2. The JVCS MCUs and Bridges support both UK and International dialling, either via H.323 using the GDS, or direct IP (both inbound and outbound), SIP, ISDN and Desktop Conferencing using the Codian FREE 'Conference ME' client. It just works and can be used to work around multiple issue in the vast majority of circumstances.

As part of what we offer (WVN), we utilise and partner with JVCS (we used to be be managed by JANET directly) to provide and all Wales Public Sector managed videoconferencing service. We maintain multiple VCS deployment across numerous public sector bodies in Wales (50+) including all Higher Education establishments, Further Education, Unitary Authorities and National Government. The Infrastructure peers with the JVCS National Gatekeeper and the zones are setup to utilise this infrastructure, meaning that all institutions endpoints can be protected whilst leverageing the GDS and the benefits of the JVCS.

As far as I can see you are attempting to do what we have been performing in Wales for the public sector for the past 15 years (and 6 years using the VCS infrastructure). I cannot state enough how much utilising JVCS would benefit your organisation.

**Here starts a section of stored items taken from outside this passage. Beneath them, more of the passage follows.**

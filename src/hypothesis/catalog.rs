//! Static rule tables for the hypothesis catalog.
//!
//! Priority tiers, categories, and owner routing are exhaustive `match`
//! tables over `HypothesisKey` — adding a key without extending a table is
//! a compile error, never a silent default.

use crate::types::{HypothesisKey, Owner, Priority};

/// Broad category used for owner routing.
#[derive(Debug, Clone, Copy, PartialEq, Eq)]
pub enum Category {
    /// Crawlability/rendering/markup faults — engineering owns the fix
    Technical,
    /// Content, intent, SERP dynamics — SEO owns the response
    Content,
    /// Instrumentation faults — ads/analytics or engineering
    Tracking,
}

/// Static priority tier per hypothesis key.
///
/// P0 keys are site-breaking. The tracking key sits at P1: broken
/// measurement blocks every other diagnosis even though traffic itself may
/// be fine.
pub fn priority(key: HypothesisKey) -> Priority {
    match key {
        HypothesisKey::RobotsOrNoindex
        | HypothesisKey::CanonicalMismatch
        | HypothesisKey::ThinContentOrSsrRegression => Priority::P0,
        HypothesisKey::StructuredDataBreakage
        | HypothesisKey::InternalLinkingBreakage
        | HypothesisKey::RedirectOrHttpChange
        | HypothesisKey::TrackingMisconfiguration => Priority::P1,
        HypothesisKey::ContentIntentMismatch | HypothesisKey::SerpLayoutCtrShift => Priority::P2,
        HypothesisKey::AlgorithmUpdate | HypothesisKey::Seasonality => Priority::P3,
    }
}

/// Category per hypothesis key.
pub fn category(key: HypothesisKey) -> Category {
    match key {
        HypothesisKey::RobotsOrNoindex
        | HypothesisKey::CanonicalMismatch
        | HypothesisKey::RedirectOrHttpChange
        | HypothesisKey::ThinContentOrSsrRegression
        | HypothesisKey::StructuredDataBreakage
        | HypothesisKey::InternalLinkingBreakage => Category::Technical,
        HypothesisKey::ContentIntentMismatch
        | HypothesisKey::SerpLayoutCtrShift
        | HypothesisKey::AlgorithmUpdate
        | HypothesisKey::Seasonality => Category::Content,
        HypothesisKey::TrackingMisconfiguration => Category::Tracking,
    }
}

/// Route a hypothesis to its owning team.
///
/// Technical keys go to DEV, content keys to SEO. The tracking key goes to
/// ADS when the analytics tag itself misfired, otherwise to DEV (the gap is
/// then on the collection side).
pub fn routed_owner(key: HypothesisKey, analytics_tag_misfired: bool) -> Owner {
    match category(key) {
        Category::Technical => Owner::Dev,
        Category::Content => Owner::Seo,
        Category::Tracking => {
            if analytics_tag_misfired {
                Owner::Ads
            } else {
                Owner::Dev
            }
        }
    }
}

/// Operator-facing title per hypothesis key.
pub fn title(key: HypothesisKey) -> &'static str {
    match key {
        HypothesisKey::RobotsOrNoindex => "Pages blocked by robots.txt or noindex",
        HypothesisKey::CanonicalMismatch => "Canonical tags point away from ranking pages",
        HypothesisKey::RedirectOrHttpChange => "Redirect chain or HTTP status change",
        HypothesisKey::ThinContentOrSsrRegression => "Thin content or SSR rendering regression",
        HypothesisKey::StructuredDataBreakage => "Structured data broken or invalid",
        HypothesisKey::InternalLinkingBreakage => "Internal linking breakage",
        HypothesisKey::ContentIntentMismatch => "Content no longer matches query intent",
        HypothesisKey::SerpLayoutCtrShift => "SERP layout change suppressing CTR",
        HypothesisKey::AlgorithmUpdate => "Search algorithm update / industry-wide shift",
        HypothesisKey::Seasonality => "Seasonal demand dip",
        HypothesisKey::TrackingMisconfiguration => "Analytics tracking misconfiguration",
    }
}

#[cfg(test)]
mod tests {
    use super::*;

    #[test]
    fn priority_table_matches_tiers() {
        assert_eq!(priority(HypothesisKey::RobotsOrNoindex), Priority::P0);
        assert_eq!(priority(HypothesisKey::CanonicalMismatch), Priority::P0);
        assert_eq!(priority(HypothesisKey::ThinContentOrSsrRegression), Priority::P0);
        assert_eq!(priority(HypothesisKey::StructuredDataBreakage), Priority::P1);
        assert_eq!(priority(HypothesisKey::InternalLinkingBreakage), Priority::P1);
        assert_eq!(priority(HypothesisKey::RedirectOrHttpChange), Priority::P1);
        assert_eq!(priority(HypothesisKey::ContentIntentMismatch), Priority::P2);
        assert_eq!(priority(HypothesisKey::SerpLayoutCtrShift), Priority::P2);
        assert_eq!(priority(HypothesisKey::AlgorithmUpdate), Priority::P3);
        assert_eq!(priority(HypothesisKey::Seasonality), Priority::P3);
    }

    #[test]
    fn every_key_has_priority_and_owner() {
        for key in HypothesisKey::CATALOG {
            // exhaustive matches guarantee this at compile time; the loop
            // documents totality as a runtime property too
            let _ = priority(key);
            let _ = routed_owner(key, false);
            assert!(!title(key).is_empty());
        }
    }

    #[test]
    fn tracking_owner_depends_on_misfired_tag() {
        assert_eq!(
            routed_owner(HypothesisKey::TrackingMisconfiguration, true),
            Owner::Ads
        );
        assert_eq!(
            routed_owner(HypothesisKey::TrackingMisconfiguration, false),
            Owner::Dev
        );
        // non-tracking keys ignore the flag
        assert_eq!(routed_owner(HypothesisKey::RobotsOrNoindex, true), Owner::Dev);
        assert_eq!(routed_owner(HypothesisKey::Seasonality, true), Owner::Seo);
    }
}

Having said all that, you bring up an interesting point. What firmware revisions are the C20s on that are NOT playing ball? If memory serves correctly, there were some very old version of the TC code that did not support this (perhaps pre TC4.2???), but all recent version should be OK. If, for some reason, these CODECs are running on an ancient software version and they are out of maintenance or no longer under support, there is a way to update them to at least TC6.3 due to security vulnerabilities being disclosed in previous versions (this is NOT with regard to the HeartBleed OpenSSL vulnerability, although I haven't read anything as yet with regard to the C series CODEC line and who it may or may not be affected).

Cheers

Chris

Most of the c20 are runing tcs 6.2 but  we aslo have a sx20 that can't conect as well. I have attached  the all.log from the web front end of one of the units if this can provide any info and I've asked for the xconfig if this will help.